Wednesday Newspaper round up

Britain’s biggest carmaker has given the British automotive industry a big boost by announcing it is to start building premium-priced cars under its upmarket Infiniti brand in Sunderland. The move by Nissan, which is already bringing Britain its first mass-produced all-electric car, the Leaf, will create a further 1,000 jobs and secure the Japanese company’s position as one of Britain’s most important manufacturers. [The Times]

Swiss bank UBS was hit with a $1.5bn bill and admitted to fraud today in order to settle charges of manipulating global benchmark interest rates. The penalty agreed with US, UK and Swiss regulators is more than three times the $450 million fine levied on Barclays in June for rigging the Libor benchmark rate used to price financial contracts around the globe. It is the second-largest fine paid by a bank and comes a week after HSBC agreed to pay the biggest ever penalty – $1.92 billion – to settle a probe in the United States into laundering money for drug cartels. [The Independent]

Former FSA chief Hector Sants has secured total remuneration worth as much as £3m as part of his move to Barclays next month, according to people familiar with the deal.

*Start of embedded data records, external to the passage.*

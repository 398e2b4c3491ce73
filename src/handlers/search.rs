use crate::state::AppState;
use crate::utils::error::ApiError;
use axum::extract::State;
use axum::Json;
use pgvector::Vector;
use serde::{Deserialize, Serialize};
use std::sync::Arc;
use tracing::info;

#[derive(Debug, Deserialize)]
pub struct SearchRequest {
    pub user_id: i32,
    pub query: String,
    pub document_id: Option<i32>,
    pub limit: Option<usize>,
}

#[derive(Debug, Serialize)]
pub struct SearchResponse {
    pub results: Vec<SearchResult>,
    pub total: usize,
}

#[derive(Debug, Serialize)]
pub struct SearchResult {
    pub document_id: i32,
    pub document_title: String,
    pub chunk_id: i64,
    pub content: String,
    pub similarity: f32,
    pub page_number: Option<i32>,
}

pub async fn search_handler(
    State(state): State<Arc<AppState>>,
    Json(request): Json<SearchRequest>,
) -> Result<Json<SearchResponse>, ApiError> {
    info!("Search request from user {}: {}", request.user_id, request.query);

    if let Some(doc_id) = request.document_id {
        state.document_auth.require_access(request.user_id, doc_id).await?;
    }

    let query_embedding = state.embedding_service.embed(&request.query).await?;
    let vector = Vector::from(query_embedding);

    let limit = request.limit.unwrap_or(10).min(50) as i32;
    let repository = crate::database::Repository::new(state.db_pool.clone());
    let chunks = repository
        .search_user_documents(request.user_id, vector, limit, request.document_id.map(|id| vec![id]))
        .await
        .map_err(|e| ApiError::DatabaseError(e.to_string()))?;
    
    // Convert to response
    let results: Vec<SearchResult> = chunks
        .into_iter()
        .map(|chunk| SearchResult {
            document_id: chunk.document_id,
            document_title: chunk.document_title,
            chunk_id: chunk.chunk_id,
            content: chunk.content,
            similarity: chunk.similarity,
            page_number: chunk.page_number,
        })
        .collect();
    
    let total = results.len();
    
    Ok(Json(SearchResponse { results, total }))
}

#[derive(Debug, Deserialize)]
pub struct ListDocumentsRequest {
    pub user_id: i32,
}

#[derive(Debug, Serialize)]
pub struct ListDocumentsResponse {
    pub documents: Vec<DocumentInfo>,
    pub total: usize,
}

#[derive(Debug, Serialize)]
pub struct DocumentInfo {
    pub document_id: i32,
    pub title: String,
    pub owner_user_id: i32,
    pub permission_level: String,
    pub created_at: String,
}

pub async fn list_documents_handler(
    State(state): State<Arc<AppState>>,
    Json(request): Json<ListDocumentsRequest>,
) -> Result<Json<ListDocumentsResponse>, ApiError> {
    info!("List documents request from user {}", request.user_id);

    let repository = crate::database::Repository::new(state.db_pool.clone());
    let docs = repository
        .get_user_documents(request.user_id)
        .await
        .map_err(|e| ApiError::DatabaseError(e.to_string()))?;
    
    let documents: Vec<DocumentInfo> = docs
        .into_iter()
        .map(|doc| DocumentInfo {
            document_id: doc.document_id,
            title: doc.document_title,
            owner_user_id: doc.owner_user_id,
            permission_level: doc.permission_level,
            created_at: doc.created_at.to_rfc3339(),
        })
        .collect();
    
    let total = documents.len();
    
    Ok(Json(ListDocumentsResponse { documents, total }))
}
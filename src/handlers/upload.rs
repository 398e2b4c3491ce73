use crate::state::AppState;
use crate::utils::error::ApiError;
use axum::{
    extract::{Multipart, State},
    Json,
};
use serde::Serialize;
use std::sync::Arc;
use tracing::{error, info};

#[derive(Debug, Serialize)]
pub struct UploadResponse {
    pub success: bool,
    pub message: String,
    pub document_id: Option<i32>,
    pub chunks_created: usize,
}

pub async fn upload_handler(
    State(state): State<Arc<AppState>>,
    mut multipart: Multipart,
) -> Result<Json<UploadResponse>, ApiError> {
    info!("File upload request received");
    
    let mut user_id: Option<i32> = None;
    let mut file_data: Option<Vec<u8>> = None;
    let mut filename: Option<String> = None;
    
    // Parse multipart form
    while let Some(field) = multipart
        .next_field()
        .await
        .map_err(|e| ApiError::BadRequest(format!("Failed to read field: {}", e)))?
    {
        let field_name = field.name().unwrap_or("").to_string();
        
        match field_name.as_str() {
            "user_id" => {
                let text = field
                    .text()
                    .await
                    .map_err(|e| ApiError::BadRequest(format!("Invalid user_id: {}", e)))?;
                user_id = Some(
                    text.parse()
                        .map_err(|_| ApiError::BadRequest("user_id must be integer".to_string()))?,
                );
            }
            "file" => {
                filename = field.file_name().map(|s| s.to_string());
                file_data = Some(
                    field
                        .bytes()
                        .await
                        .map_err(|e| ApiError::BadRequest(format!("Failed to read file: {}", e)))?
                        .to_vec(),
                );
            }
            _ => {}
        }
    }
    
    let user_id = user_id.ok_or_else(|| ApiError::BadRequest("user_id required".to_string()))?;
    let file_data =
        file_data.ok_or_else(|| ApiError::BadRequest("file required".to_string()))?;
    let filename =
        filename.ok_or_else(|| ApiError::BadRequest("filename required".to_string()))?;
    
    info!("Processing upload from user {}: {}", user_id, filename);

    match state
        .document_service
        .process_upload(user_id, filename, file_data, |_, _, _, _| {})
        .await
    {
        Ok((document_id, chunks_count)) => {
            info!(
                "Successfully processed document {} with {} chunks",
                document_id, chunks_count
            );
            
            Ok(Json(UploadResponse {
                success: true,
                message: "Document processed successfully".to_string(),
                document_id: Some(document_id),
                chunks_created: chunks_count,
            }))
        }
        Err(e) => {
            error!("Failed to process upload: {}", e);
            Err(ApiError::InternalError(format!(
                "Failed to process document: {}",
                e
            )))
        }
    }
}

That would make him one of the 10 highest paid executives at Barclays. [Financial Times]

Royal Bank of Scotland and its NatWest offshoot is paying out £10 million in refunds to 300,000 customers whose money it pocketed when they forgot to take their cash after making withdrawals. Unlike other banks, which have a policy of automatically crediting people’s accounts when they leave money behind at cash machines, state-owned RBS until recently diverted the money into its own “reserves” account and only repaid it if a customer complained. [The Times]

Cerberus Capital Management announced it was selling the American gun company which it helped to create amid a strong investor backlash against firearms firms. The private equity giant said it would “immediately engage in a formal process” to sell Freedom Group, one of America’s biggest firearms firms and the manufacturer of the Bushmaster AR-15 semi-automatic rifle used in the Sandy Hook massacre on Friday. Cerberus made it clear it was “not our role to take positions, or attempt to shape or influence the gun control policy debate”. But in its statement the investment firm said the “Sandy Hook tragedy was a watershed event that has raised the national debate on gun control to an unprecedented level.” [The Telegraph]

The business secretary, Vince Cable, has ordered an inquiry into the collapse of high street electricals chain Comet after the government was left with a £50m bill in unpaid taxes and redundancy costs. The Department for Business, Innovation and Skills (BIS) confirmed that the Insolvency Service had begun a “fact-finding” investigation into the high street chain’s failure: “The purpose of the inquiry is to investigate the circumstances surrounding its insolvency and establish whether further action is required,” said a spokeswoman. [The Guardian]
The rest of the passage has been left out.